The care models are refined through discussion with experts in industry and science, including leaders from health care systems and companies recognized for delivering high-value care. In their second year, fellows work with health systems to implement their new designs, assess their impact on cost and quality of care, and refine them.

Once they’ve developed a new approach, the teams practice explaining it to health system leaders, payers, and frontline clinicians — experiences that CERC hopes will prepare them to lead health system transformation elsewhere.

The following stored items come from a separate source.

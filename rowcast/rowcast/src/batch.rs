//! Whole-batch conversion between Arrow `RecordBatch`es and rows.

use arrow::{datatypes::SchemaRef, record_batch::RecordBatch};
use rayon::prelude::*;
use rowcast_arrow::{BatchRowReader, BatchRowWriter};
use rowcast_convert::RowConverter;
use rowcast_core::Row;
use tracing::debug;

use crate::error::BatchError;

/// Deserialize every row of `batch` through one shared converter.
///
/// Rows are converted in parallel. On failure the lowest failing row
/// number is reported.
pub fn read_record_batch(
    converter: &RowConverter,
    batch: &RecordBatch,
) -> Result<Vec<Row>, BatchError> {
    check_columns(converter, batch.num_columns())?;
    debug!(
        rows = batch.num_rows(),
        columns = batch.num_columns(),
        "reading record batch"
    );

    let results: Vec<_> = (0..batch.num_rows())
        .into_par_iter()
        .map(|row| converter.deserialize(&BatchRowReader::new(batch, row)))
        .collect();

    results
        .into_iter()
        .enumerate()
        .map(|(row, result)| result.map_err(|source| BatchError::Row { row, source }))
        .collect()
}

/// Serialize `rows` into a new `RecordBatch` with the given schema.
pub fn write_record_batch(
    converter: &RowConverter,
    rows: &[Row],
    schema: SchemaRef,
) -> Result<RecordBatch, BatchError> {
    check_columns(converter, schema.fields().len())?;
    debug!(rows = rows.len(), "writing record batch");

    let mut writer = BatchRowWriter::new(schema, rows.len())?;
    for (row, values) in rows.iter().enumerate() {
        converter
            .serialize(values, &mut writer)
            .map_err(|source| BatchError::Row { row, source })?;
        writer.end_row()?;
    }
    Ok(writer.finish()?)
}

fn check_columns(converter: &RowConverter, actual: usize) -> Result<(), BatchError> {
    if converter.len() != actual {
        return Err(BatchError::ColumnCount {
            expected: converter.len(),
            actual,
        });
    }
    Ok(())
}
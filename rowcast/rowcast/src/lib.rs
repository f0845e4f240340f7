//! Typed column values and schema-bound row converters.
//!
//! This crate bundles the `rowcast` layers:
//! - [`core`]: the column value model, rows, schema descriptors and the
//!   positional reader/writer traits connectors implement.
//! - [`convert`]: [`RowConverter`], bound once per schema.
//! - [`arrow`]: Arrow schema mapping and `RecordBatch` reader/writer.
//!
//! plus batch helpers built on them: [`read_record_batch`],
//! [`write_record_batch`] and the delimited line format used by bulk-load
//! sinks ([`DelimitedRowWriter`], [`write_delimited`]).
//!
//! # Typical Flow
//! ```rust
//! use std::sync::Arc;
//!
//! use rowcast::{RowConverter, read_record_batch, write_record_batch};
//! use rowcast::arrow::field_defs_to_arrow_schema;
//! use rowcast::core::{ColumnValue, FieldDef, FieldDefs, LogicalTypeRoot, Row};
//!
//! let fields = FieldDefs::new(vec![
//!     FieldDef::new("id", LogicalTypeRoot::BigInt, false),
//!     FieldDef::new("name", LogicalTypeRoot::VarChar, true),
//! ]);
//! let converter = RowConverter::new(fields.clone()).unwrap();
//! let schema = Arc::new(field_defs_to_arrow_schema(&fields).unwrap());
//!
//! let rows = vec![Row::new(vec![ColumnValue::big_int(1), ColumnValue::null()])];
//! let batch = write_record_batch(&converter, &rows, schema).unwrap();
//! assert_eq!(read_record_batch(&converter, &batch).unwrap(), rows);
//! ```
mod batch;
mod delimited;
mod error;

pub use batch::{read_record_batch, write_record_batch};
pub use delimited::{DelimitedFormat, DelimitedRowWriter, write_delimited};
pub use error::BatchError;
pub use rowcast_arrow as arrow;
pub use rowcast_convert as convert;
pub use rowcast_convert::{BindError, ConvertError, RowConverter};
pub use rowcast_core as core;
pub use rowcast_core::{ColumnValue, Row};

Jeffrey Jopling, M.D., M.S., a general surgery resident and CERC implementation fellow, explains the different approach required to redesign — rather than simply improve — health care systems.

Lessons and Insights

Collaborate with health systems and purchasers as partners in care model design and implementation. To increase the likelihood of success, partners need to take ownership of and adapt the care models to their respective settings without compromising the integrity of design. That’s why CERC develops innovations that can be tailored to each pilot site’s level of capability and motivation to manage change.

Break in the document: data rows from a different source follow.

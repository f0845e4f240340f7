//! Materialization of streamed (large-object) text.

use std::io::{BufRead, Read};

use crate::error::AccessError;

/// Read a character stream to the end and return its lines joined by `\n`.
///
/// `\r\n`, `\r` and `\n` are all treated as line terminators. No terminator
/// follows the last line, so `"a\r\nb\rc\n"` becomes `"a\nb\nc"`. Non-UTF-8
/// input is reported as an [`AccessError`].
pub fn materialize_text(mut reader: impl BufRead) -> Result<String, AccessError> {
    let mut raw = String::new();
    reader.read_to_string(&mut raw)?;

    let mut out = String::with_capacity(raw.len());
    let mut chars = raw.chars().peekable();
    while let Some(c) = chars.next() {
        match c {
            '\r' => {
                if chars.peek() == Some(&'\n') {
                    chars.next();
                }
                if chars.peek().is_some() {
                    out.push('\n');
                }
            }
            '\n' => {
                if chars.peek().is_some() {
                    out.push('\n');
                }
            }
            _ => out.push(c),
        }
    }
    Ok(out)
}

#[cfg(test)]
mod tests {
    use super::materialize_text;

    #[test]
    fn blank_lines_in_the_middle_are_kept() {
        let text = materialize_text("a\n\nb\n".as_bytes()).unwrap();
        assert_eq!(text, "a\n\nb");
    }

    #[test]
    fn empty_stream_is_empty_text() {
        let text = materialize_text("".as_bytes()).unwrap();
        assert_eq!(text, "");
    }
}
//! Schema-bound converters between external records and `rowcast` rows.
//!
//! A [`RowConverter`] is built once from a [`FieldDefs`] schema. Building
//! inspects every field's [`LogicalTypeRoot`] and stores one deserialization
//! and one serialization closure per field; unsupported roots fail here, as
//! a [`BindError`], before any row is seen. Afterwards
//! [`RowConverter::deserialize`] and [`RowConverter::serialize`] apply the
//! stored closures by position, with no per-row type inspection.
//!
//! # Typical Flow
//! ```rust
//! use rowcast_convert::RowConverter;
//! use rowcast_core::{FieldDef, LogicalTypeRoot};
//!
//! let converter = RowConverter::new(vec![
//!     FieldDef::new("id", LogicalTypeRoot::BigInt, false),
//!     FieldDef::new("name", LogicalTypeRoot::VarChar, true),
//! ])
//! .expect("scalar roots are supported");
//! assert_eq!(converter.len(), 2);
//! ```
//!
//! [`FieldDefs`]: rowcast_core::FieldDefs
//! [`LogicalTypeRoot`]: rowcast_core::LogicalTypeRoot

mod converter;
mod dispatch;
mod error;
mod policy;

pub use converter::{RowConverter, RowConverterBuilder};
pub use error::{BindError, ConvertError};
pub use policy::{BooleanPolicy, TinyIntPolicy};
//! Connector-independent value model for `rowcast`.
//!
//! This crate provides the canonical cell value ([`ColumnValue`]), the row
//! container ([`Row`]), the schema descriptor ([`FieldDefs`]) and the
//! positional [`RowReader`] / [`RowWriter`] contracts that connectors
//! implement. It performs no I/O.

mod access;
mod decimal;
mod error;
mod row;
mod schema;
mod text;
mod value;

pub use access::{RowReader, RowWriter};
pub use decimal::{Decimal, MAX_RESCALE_DIGITS, ParseDecimalError};
pub use error::{AccessError, CastError, TargetKind};
pub use row::Row;
pub use schema::{FieldDef, FieldDefs, LogicalTypeRoot, format_field_defs};
pub use text::materialize_text;
pub use value::{
    ColumnKind, ColumnValue, DEFAULT_TIMESTAMP_PRECISION, Datum, MAX_TIMESTAMP_PRECISION,
};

CERC has yet to determine how it will progress from testing with a limited number of partner sites to reaching a broad cross-section of adopters. The size of the potential market for the center’s innovations will depend on how quickly the country moves from volume-based, fee-for-service payment to value-based reimbursement, and on the willingness and readiness of clinicians to take on financial risk for lowering the total cost of care.

Develop policies that support rapid learning. When private payers and providers in a competitive market participate in collaborative research, there can be challenges related to ownership of data and intellectual property. To avoid these issues, CERC worked with partners to define an open, nonproprietary innovation model that supports shared learning. To ease agreement on data use, the center does not collect protected health information from its partners or data suppliers, although it does help them perform relevant analyses.

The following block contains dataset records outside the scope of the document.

//! [`RowWriter`] that accumulates rows into Arrow array builders.

use arrow::{
    array::{
        ArrayBuilder, ArrayRef, BinaryBuilder, BooleanBuilder, Date32Builder, Decimal128Builder,
        Decimal256Builder, Float32Builder, Float64Builder, Int8Builder, Int16Builder,
        Int32Builder, Int64Builder, LargeBinaryBuilder, LargeStringBuilder, StringBuilder,
        Time32MillisecondBuilder, Time32SecondBuilder, Time64MicrosecondBuilder,
        Time64NanosecondBuilder, TimestampMicrosecondBuilder, TimestampMillisecondBuilder,
        TimestampNanosecondBuilder, TimestampSecondBuilder,
    },
    datatypes::{DataType, SchemaRef, TimeUnit, i256},
    record_batch::{RecordBatch, RecordBatchOptions},
};
use chrono::{NaiveDate, NaiveDateTime, NaiveTime, Timelike};
use num_bigint::{BigInt, Sign};
use rowcast_core::{AccessError, Decimal, LogicalTypeRoot, RowWriter};

use crate::error::ArrowConvertError;

fn make_builder(
    dt: &DataType,
    capacity: usize,
) -> Result<Box<dyn ArrayBuilder>, ArrowConvertError> {
    let builder: Box<dyn ArrayBuilder> = match dt {
        DataType::Boolean => Box::new(BooleanBuilder::with_capacity(capacity)),
        DataType::Int8 => Box::new(Int8Builder::with_capacity(capacity)),
        DataType::Int16 => Box::new(Int16Builder::with_capacity(capacity)),
        DataType::Int32 => Box::new(Int32Builder::with_capacity(capacity)),
        DataType::Int64 => Box::new(Int64Builder::with_capacity(capacity)),
        DataType::Float32 => Box::new(Float32Builder::with_capacity(capacity)),
        DataType::Float64 => Box::new(Float64Builder::with_capacity(capacity)),
        DataType::Decimal128(..) => {
            Box::new(Decimal128Builder::with_capacity(capacity).with_data_type(dt.clone()))
        }
        DataType::Decimal256(..) => {
            Box::new(Decimal256Builder::with_capacity(capacity).with_data_type(dt.clone()))
        }
        DataType::Utf8 => Box::new(StringBuilder::with_capacity(capacity, 64)),
        DataType::LargeUtf8 => Box::new(LargeStringBuilder::with_capacity(capacity, 1024)),
        DataType::Binary => Box::new(BinaryBuilder::with_capacity(capacity, 64)),
        DataType::LargeBinary => Box::new(LargeBinaryBuilder::with_capacity(capacity, 1024)),
        DataType::Date32 => Box::new(Date32Builder::with_capacity(capacity)),
        DataType::Time32(TimeUnit::Second) => {
            Box::new(Time32SecondBuilder::with_capacity(capacity))
        }
        DataType::Time32(TimeUnit::Millisecond) => {
            Box::new(Time32MillisecondBuilder::with_capacity(capacity))
        }
        DataType::Time64(TimeUnit::Microsecond) => {
            Box::new(Time64MicrosecondBuilder::with_capacity(capacity))
        }
        DataType::Time64(TimeUnit::Nanosecond) => {
            Box::new(Time64NanosecondBuilder::with_capacity(capacity))
        }
        DataType::Timestamp(TimeUnit::Second, _) => {
            Box::new(TimestampSecondBuilder::with_capacity(capacity).with_data_type(dt.clone()))
        }
        DataType::Timestamp(TimeUnit::Millisecond, _) => Box::new(
            TimestampMillisecondBuilder::with_capacity(capacity).with_data_type(dt.clone()),
        ),
        DataType::Timestamp(TimeUnit::Microsecond, _) => Box::new(
            TimestampMicrosecondBuilder::with_capacity(capacity).with_data_type(dt.clone()),
        ),
        DataType::Timestamp(TimeUnit::Nanosecond, _) => Box::new(
            TimestampNanosecondBuilder::with_capacity(capacity).with_data_type(dt.clone()),
        ),
        other => return Err(ArrowConvertError::UnsupportedDataType(other.clone())),
    };
    Ok(builder)
}

/// A value staged for the current row, in its column's physical form.
#[derive(Debug)]
enum Cell {
    Null,
    Bool(bool),
    I8(i8),
    I16(i16),
    I32(i32),
    I64(i64),
    F32(f32),
    F64(f64),
    I128(i128),
    I256(i256),
    Str(String),
    Bytes(Vec<u8>),
}

/// Moves `cell` into `builder`. `None` if the cell does not fit `dt`.
fn append(builder: &mut dyn ArrayBuilder, dt: &DataType, cell: Cell) -> Option<()> {
    let any = builder.as_any_mut();
    macro_rules! put {
        ($B:ty, $v:expr) => {
            any.downcast_mut::<$B>()?.append_value($v)
        };
    }
    macro_rules! null {
        ($B:ty) => {
            any.downcast_mut::<$B>()?.append_null()
        };
    }
    match (dt, cell) {
        (DataType::Boolean, Cell::Null) => null!(BooleanBuilder),
        (DataType::Int8, Cell::Null) => null!(Int8Builder),
        (DataType::Int16, Cell::Null) => null!(Int16Builder),
        (DataType::Int32, Cell::Null) => null!(Int32Builder),
        (DataType::Int64, Cell::Null) => null!(Int64Builder),
        (DataType::Float32, Cell::Null) => null!(Float32Builder),
        (DataType::Float64, Cell::Null) => null!(Float64Builder),
        (DataType::Decimal128(..), Cell::Null) => null!(Decimal128Builder),
        (DataType::Decimal256(..), Cell::Null) => null!(Decimal256Builder),
        (DataType::Utf8, Cell::Null) => null!(StringBuilder),
        (DataType::LargeUtf8, Cell::Null) => null!(LargeStringBuilder),
        (DataType::Binary, Cell::Null) => null!(BinaryBuilder),
        (DataType::LargeBinary, Cell::Null) => null!(LargeBinaryBuilder),
        (DataType::Date32, Cell::Null) => null!(Date32Builder),
        (DataType::Time32(TimeUnit::Second), Cell::Null) => null!(Time32SecondBuilder),
        (DataType::Time32(TimeUnit::Millisecond), Cell::Null) => null!(Time32MillisecondBuilder),
        (DataType::Time64(TimeUnit::Microsecond), Cell::Null) => null!(Time64MicrosecondBuilder),
        (DataType::Time64(TimeUnit::Nanosecond), Cell::Null) => null!(Time64NanosecondBuilder),
        (DataType::Timestamp(TimeUnit::Second, _), Cell::Null) => null!(TimestampSecondBuilder),
        (DataType::Timestamp(TimeUnit::Millisecond, _), Cell::Null) => {
            null!(TimestampMillisecondBuilder)
        }
        (DataType::Timestamp(TimeUnit::Microsecond, _), Cell::Null) => {
            null!(TimestampMicrosecondBuilder)
        }
        (DataType::Timestamp(TimeUnit::Nanosecond, _), Cell::Null) => {
            null!(TimestampNanosecondBuilder)
        }

        (DataType::Boolean, Cell::Bool(v)) => put!(BooleanBuilder, v),
        (DataType::Int8, Cell::I8(v)) => put!(Int8Builder, v),
        (DataType::Int16, Cell::I16(v)) => put!(Int16Builder, v),
        (DataType::Int32, Cell::I32(v)) => put!(Int32Builder, v),
        (DataType::Int64, Cell::I64(v)) => put!(Int64Builder, v),
        (DataType::Float32, Cell::F32(v)) => put!(Float32Builder, v),
        (DataType::Float64, Cell::F64(v)) => put!(Float64Builder, v),
        (DataType::Decimal128(..), Cell::I128(v)) => put!(Decimal128Builder, v),
        (DataType::Decimal256(..), Cell::I256(v)) => put!(Decimal256Builder, v),
        (DataType::Utf8, Cell::Str(v)) => put!(StringBuilder, v),
        (DataType::LargeUtf8, Cell::Str(v)) => put!(LargeStringBuilder, v),
        (DataType::Binary, Cell::Bytes(v)) => put!(BinaryBuilder, v),
        (DataType::LargeBinary, Cell::Bytes(v)) => put!(LargeBinaryBuilder, v),
        (DataType::Date32, Cell::I32(v)) => put!(Date32Builder, v),
        (DataType::Time32(TimeUnit::Second), Cell::I32(v)) => put!(Time32SecondBuilder, v),
        (DataType::Time32(TimeUnit::Millisecond), Cell::I32(v)) => {
            put!(Time32MillisecondBuilder, v)
        }
        (DataType::Time64(TimeUnit::Microsecond), Cell::I64(v)) => {
            put!(Time64MicrosecondBuilder, v)
        }
        (DataType::Time64(TimeUnit::Nanosecond), Cell::I64(v)) => {
            put!(Time64NanosecondBuilder, v)
        }
        (DataType::Timestamp(TimeUnit::Second, _), Cell::I64(v)) => {
            put!(TimestampSecondBuilder, v)
        }
        (DataType::Timestamp(TimeUnit::Millisecond, _), Cell::I64(v)) => {
            put!(TimestampMillisecondBuilder, v)
        }
        (DataType::Timestamp(TimeUnit::Microsecond, _), Cell::I64(v)) => {
            put!(TimestampMicrosecondBuilder, v)
        }
        (DataType::Timestamp(TimeUnit::Nanosecond, _), Cell::I64(v)) => {
            put!(TimestampNanosecondBuilder, v)
        }
        _ => return None,
    }
    Some(())
}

Seek peer-reviewed publication to strengthen scientific standing and spur adoption. CERC strives to develop methods and approaches that meet the standards of peer-reviewed journals publishing early-stage research. The goal is to validate the credibility of the center’s work with external audiences as well as the academic community. “In a university setting, published research is the ‘coin of the realm,’ and we have to find a way to make what we’re doing relevant to the research mission as well as the teaching mission of the university,” says Bob Rebitzer, M.B.A., CERC’s chief operating officer.

Draw on the expertise of the university. The center’s position within a leading research university allows it to tap scholarly resources and fund collaborative opportunities, like its work with the Stanford Artificial Intelligence Laboratory. This requires intellectual curiosity, disciplined inquiry, and the ability to identify partners willing to take calculated risks in testing new approaches.


What Lies Ahead

Stanford University’s Clinical Excellence Research Center focuses on care redesign aimed at improving the affordability of high-quality health care. It’s a mission that distinguishes CERC from innovation centers pursuing commercialization ventures to sustain their operations or generate revenue.

As health care spending continues to grow unsustainably, CERC may become a national source of frugal clinical innovations for health systems facing increasing pressure to embrace higher-value care. The spread of its new care models, however, will ultimately depend on how easily they can be adopted, and whether policymakers increase incentives for the health care industry to do more with less.

At the same time, CERC’s approach also can improve the care experience — and quality of life — for people with complex and costly medical conditions. Indeed, the patient is never far from CERC director Arnold Milstein’s mind. “If we don’t design methods of care delivery that address the most deeply felt unmet human needs of patients, family members, and clinicians, our new models aren’t going anywhere,” he says.